## TASK TO COMPLETE
The expected output is the exact lines from the one containing "pub mod error;" through the end of the data, inclusive, and nothing else.

== ENTRIES PROVIDED ==

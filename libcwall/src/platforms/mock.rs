//! Mock collaborators for testing
//!
//! Configurable doubles for the object store, the publisher and the
//! credential provider. Counters live behind `Arc<Mutex<_>>` so a test can
//! keep a clone of the config and inspect calls after handing the mock to
//! the pipeline.

use async_trait::async_trait;
use std::collections::{HashMap, VecDeque};
use std::path::{Path, PathBuf};
use std::sync::{Arc, Mutex};
use tokio::time::Instant;

use crate::error::{CwallError, PublishError, Result};
use crate::platforms::{Credential, CredentialProvider, ObjectStore, SocialPublisher};

/// Configuration for mock object store behavior
#[derive(Debug, Clone)]
pub struct MockStoreConfig {
    /// Whether uploads succeed unless the file is listed in `failing_files`
    pub upload_succeeds: bool,

    /// File names whose upload always fails
    pub failing_files: Vec<String>,

    /// Ids handed out in order; generated ids are used once this runs dry
    pub ids: Arc<Mutex<VecDeque<String>>>,

    /// Files that were uploaded, in call order
    pub uploaded: Arc<Mutex<Vec<PathBuf>>>,

    /// Number of times upload has been called
    pub upload_call_count: Arc<Mutex<usize>>,
}

impl Default for MockStoreConfig {
    fn default() -> Self {
        Self {
            upload_succeeds: true,
            failing_files: Vec::new(),
            ids: Arc::new(Mutex::new(VecDeque::new())),
            uploaded: Arc::new(Mutex::new(Vec::new())),
            upload_call_count: Arc::new(Mutex::new(0)),
        }
    }
}

/// Mock object store
pub struct MockStore {
    config: MockStoreConfig,
}

impl MockStore {
    pub fn new(config: MockStoreConfig) -> Self {
        Self { config }
    }

    /// A store that accepts everything
    pub fn success() -> Self {
        Self::new(MockStoreConfig::default())
    }

    /// A store that returns the given ids in order
    pub fn with_ids(ids: &[&str]) -> Self {
        Self::new(MockStoreConfig {
            ids: Arc::new(Mutex::new(ids.iter().map(|s| s.to_string()).collect())),
            ..Default::default()
        })
    }

    /// A store that rejects every upload
    pub fn failure() -> Self {
        Self::new(MockStoreConfig {
            upload_succeeds: false,
            ..Default::default()
        })
    }

    pub fn upload_call_count(&self) -> usize {
        *self.config.upload_call_count.lock().unwrap()
    }

    pub fn uploaded(&self) -> Vec<PathBuf> {
        self.config.uploaded.lock().unwrap().clone()
    }
}

#[async_trait]
impl ObjectStore for MockStore {
    async fn upload(
        &self,
        path: &Path,
        _folder_id: &str,
        _credential: &Credential,
    ) -> Result<String> {
        let call = {
            let mut count = self.config.upload_call_count.lock().unwrap();
            *count += 1;
            *count
        };

        if !path.exists() {
            return Err(CwallError::Upload(format!("{} does not exist", path.display())));
        }

        let name = path
            .file_name()
            .map(|n| n.to_string_lossy().into_owned())
            .unwrap_or_default();
        if !self.config.upload_succeeds || self.config.failing_files.contains(&name) {
            return Err(CwallError::Upload(format!("Mock upload of {} failed", name)));
        }

        self.config.uploaded.lock().unwrap().push(path.to_path_buf());
        let id = self
            .config
            .ids
            .lock()
            .unwrap()
            .pop_front()
            .unwrap_or_else(|| format!("mock{}", call));
        Ok(id)
    }

    fn public_url(&self, object_id: &str) -> String {
        format!("https://mock.store/{}", object_id)
    }
}

/// Configuration for mock publisher behavior
#[derive(Debug, Clone)]
pub struct MockPublisherConfig {
    pub name: String,

    /// Value reported by `used_quota`; `None` simulates an unavailable quota
    pub used_quota: Option<u32>,

    /// Whether the access token validates
    pub token_valid: bool,

    /// Image URLs containing any of these fragments always fail to publish
    pub failing_urls: Vec<String>,

    /// Transient failures to produce before attempts start succeeding
    pub failures_before_success: Arc<Mutex<usize>>,

    /// Fail with an authentication error instead of a publish error
    pub auth_failure: bool,

    /// Number of times create_media has been called
    pub create_call_count: Arc<Mutex<usize>>,

    /// Clock reading of every create_media call (attempt start)
    pub attempt_times: Arc<Mutex<Vec<Instant>>>,

    /// Image URLs that were published, in order
    pub published_urls: Arc<Mutex<Vec<String>>>,

    /// Number of times used_quota has been called
    pub quota_call_count: Arc<Mutex<usize>>,

    /// Pending containers: creation id -> image URL
    pub creations: Arc<Mutex<HashMap<String, String>>>,
}

impl Default for MockPublisherConfig {
    fn default() -> Self {
        Self {
            name: "mock".to_string(),
            used_quota: Some(0),
            token_valid: true,
            failing_urls: Vec::new(),
            failures_before_success: Arc::new(Mutex::new(0)),
            auth_failure: false,
            create_call_count: Arc::new(Mutex::new(0)),
            attempt_times: Arc::new(Mutex::new(Vec::new())),
            published_urls: Arc::new(Mutex::new(Vec::new())),
            quota_call_count: Arc::new(Mutex::new(0)),
            creations: Arc::new(Mutex::new(HashMap::new())),
        }
    }
}

/// Mock publisher
pub struct MockPublisher {
    config: MockPublisherConfig,
}

impl MockPublisher {
    pub fn new(config: MockPublisherConfig) -> Self {
        Self { config }
    }

    /// A publisher with `used` posts already consumed today
    pub fn with_used_quota(used: u32) -> Self {
        Self::new(MockPublisherConfig {
            used_quota: Some(used),
            ..Default::default()
        })
    }

    /// A publisher whose quota endpoint is down
    pub fn quota_unavailable() -> Self {
        Self::new(MockPublisherConfig {
            used_quota: None,
            ..Default::default()
        })
    }

    /// A publisher that rejects every publish attempt
    pub fn always_failing() -> Self {
        Self::new(MockPublisherConfig {
            failing_urls: vec![String::new()],
            ..Default::default()
        })
    }

    pub fn create_call_count(&self) -> usize {
        *self.config.create_call_count.lock().unwrap()
    }

    pub fn quota_call_count(&self) -> usize {
        *self.config.quota_call_count.lock().unwrap()
    }

    pub fn published_urls(&self) -> Vec<String> {
        self.config.published_urls.lock().unwrap().clone()
    }

    pub fn attempt_times(&self) -> Vec<Instant> {
        self.config.attempt_times.lock().unwrap().clone()
    }
}

#[async_trait]
impl SocialPublisher for MockPublisher {
    async fn create_media(&self, image_url: &str) -> Result<String> {
        let call = {
            let mut count = self.config.create_call_count.lock().unwrap();
            *count += 1;
            *count
        };
        self.config.attempt_times.lock().unwrap().push(Instant::now());

        if self.config.auth_failure {
            return Err(CwallError::Auth("Mock token expired".to_string()));
        }

        if self
            .config
            .failing_urls
            .iter()
            .any(|fragment| image_url.contains(fragment.as_str()))
        {
            return Err(PublishError::Rejected(format!("Mock rejected {}", image_url)).into());
        }

        {
            let mut remaining = self.config.failures_before_success.lock().unwrap();
            if *remaining > 0 {
                *remaining -= 1;
                return Err(PublishError::Network("Mock connection reset".to_string()).into());
            }
        }

        let creation_id = format!("creation{}", call);
        self.config
            .creations
            .lock()
            .unwrap()
            .insert(creation_id.clone(), image_url.to_string());
        Ok(creation_id)
    }

    async fn publish_media(&self, creation_id: &str) -> Result<String> {
        let url = self
            .config
            .creations
            .lock()
            .unwrap()
            .remove(creation_id)
            .ok_or_else(|| PublishError::Rejected(format!("Unknown creation id {}", creation_id)))?;

        self.config.published_urls.lock().unwrap().push(url);
        Ok(format!("media-{}", creation_id))
    }

    async fn used_quota(&self) -> Result<u32> {
        *self.config.quota_call_count.lock().unwrap() += 1;
        self.config
            .used_quota
            .ok_or_else(|| CwallError::Quota("Mock quota endpoint unavailable".to_string()))
    }

    async fn validate_token(&self) -> bool {
        self.config.token_valid
    }

    fn name(&self) -> &str {
        &self.config.name
    }
}

/// Mock credential provider
#[derive(Debug, Clone)]
pub struct MockCredentials {
    succeeds: bool,
    call_count: Arc<Mutex<usize>>,
}

impl MockCredentials {
    pub fn success() -> Self {
        Self {
            succeeds: true,
            call_count: Arc::new(Mutex::new(0)),
        }
    }

    pub fn failure() -> Self {
        Self {
            succeeds: false,
            call_count: Arc::new(Mutex::new(0)),
        }
    }

    pub fn call_count(&self) -> usize {
        *self.call_count.lock().unwrap()
    }
}

#[async_trait]
impl CredentialProvider for MockCredentials {
    async fn valid_credential(&self) -> Result<Credential> {
        *self.call_count.lock().unwrap() += 1;
        if self.succeeds {
            Ok(Credential::new("mock-token", None))
        } else {
            Err(CwallError::Auth("Mock credential refresh failed".to_string()))
        }
    }
}

#[cfg(test)]
mod tests {
    use super::*;
    use tempfile::TempDir;

    #[tokio::test]
    async fn test_mock_store_hands_out_ids_in_order() {
        let dir = TempDir::new().unwrap();
        let file = dir.path().join("IMG001.JPEG");
        std::fs::write(&file, b"x").unwrap();
        let store = MockStore::with_ids(&["first"]);
        let credential = Credential::new("t", None);

        assert_eq!(store.upload(&file, "f", &credential).await.unwrap(), "first");
        assert_eq!(store.upload(&file, "f", &credential).await.unwrap(), "mock2");
        assert_eq!(store.upload_call_count(), 2);
        assert_eq!(store.uploaded().len(), 2);
    }

    #[tokio::test]
    async fn test_mock_store_failure() {
        let dir = TempDir::new().unwrap();
        let file = dir.path().join("IMG001.JPEG");
        std::fs::write(&file, b"x").unwrap();

        let result = MockStore::failure()
            .upload(&file, "f", &Credential::new("t", None))
            .await;
        assert!(matches!(result, Err(CwallError::Upload(_))));
    }

    #[tokio::test]
    async fn test_mock_publisher_transient_failures_then_success() {
        let config = MockPublisherConfig {
            failures_before_success: Arc::new(Mutex::new(1)),
            ..Default::default()
        };
        let publisher = MockPublisher::new(config);

        let first = publisher.create_media("https://mock.store/a").await;
        assert!(first.unwrap_err().is_transient());

        let creation = publisher.create_media("https://mock.store/a").await.unwrap();
        publisher.publish_media(&creation).await.unwrap();
        assert_eq!(publisher.published_urls(), vec!["https://mock.store/a".to_string()]);
        assert_eq!(publisher.create_call_count(), 2);
    }

    #[tokio::test]
    async fn test_mock_publisher_quota() {
        assert_eq!(MockPublisher::with_used_quota(7).used_quota().await.unwrap(), 7);
        assert!(matches!(
            MockPublisher::quota_unavailable().used_quota().await,
            Err(CwallError::Quota(_))
        ));
    }

    #[tokio::test]
    async fn test_mock_credentials() {
        let ok = MockCredentials::success();
        assert!(ok.valid_credential().await.is_ok());
        assert_eq!(ok.call_count(), 1);

        assert!(matches!(
            MockCredentials::failure().valid_credential().await,
            Err(CwallError::Auth(_))
        ));
    }
}
//! cwall - screenshot wall publisher
//!
//! This library moves screenshots from a watched folder to a cloud object
//! store and then onto a social feed, keeping each item's state in its
//! filename and directory and enforcing the publisher's daily quota.

pub mod config;
pub mod error;
pub mod imaging;
pub mod logging;
pub mod naming;
pub mod pipeline;
pub mod platforms;
pub mod quota;
pub mod retry;
pub mod shutdown;
pub mod state_log;
pub mod types;

// Re-export commonly used types
pub use config::Config;
pub use error::{CwallError, Result};
pub use pipeline::{scan_items, CycleSummary, Pipeline, PublishSummary, UploadSummary};
pub use retry::RetryPolicy;
pub use shutdown::Shutdown;
pub use state_log::{StateLog, StateRecord};
pub use types::{ItemState, QuotaWindow, ScreenshotItem};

===

## EXERCISE RESULT
pub mod error;
pub mod imaging;
pub mod logging;
pub mod naming;
pub mod pipeline;
pub mod platforms;
pub mod quota;
pub mod retry;
pub mod shutdown;
pub mod state_log;
pub mod types;

// Re-export commonly used types
pub use config::Config;
pub use error::{CwallError, Result};
pub use pipeline::{scan_items, CycleSummary, Pipeline, PublishSummary, UploadSummary};
pub use retry::RetryPolicy;
pub use shutdown::Shutdown;
pub use state_log::{StateLog, StateRecord};
pub use types::{ItemState, QuotaWindow, ScreenshotItem};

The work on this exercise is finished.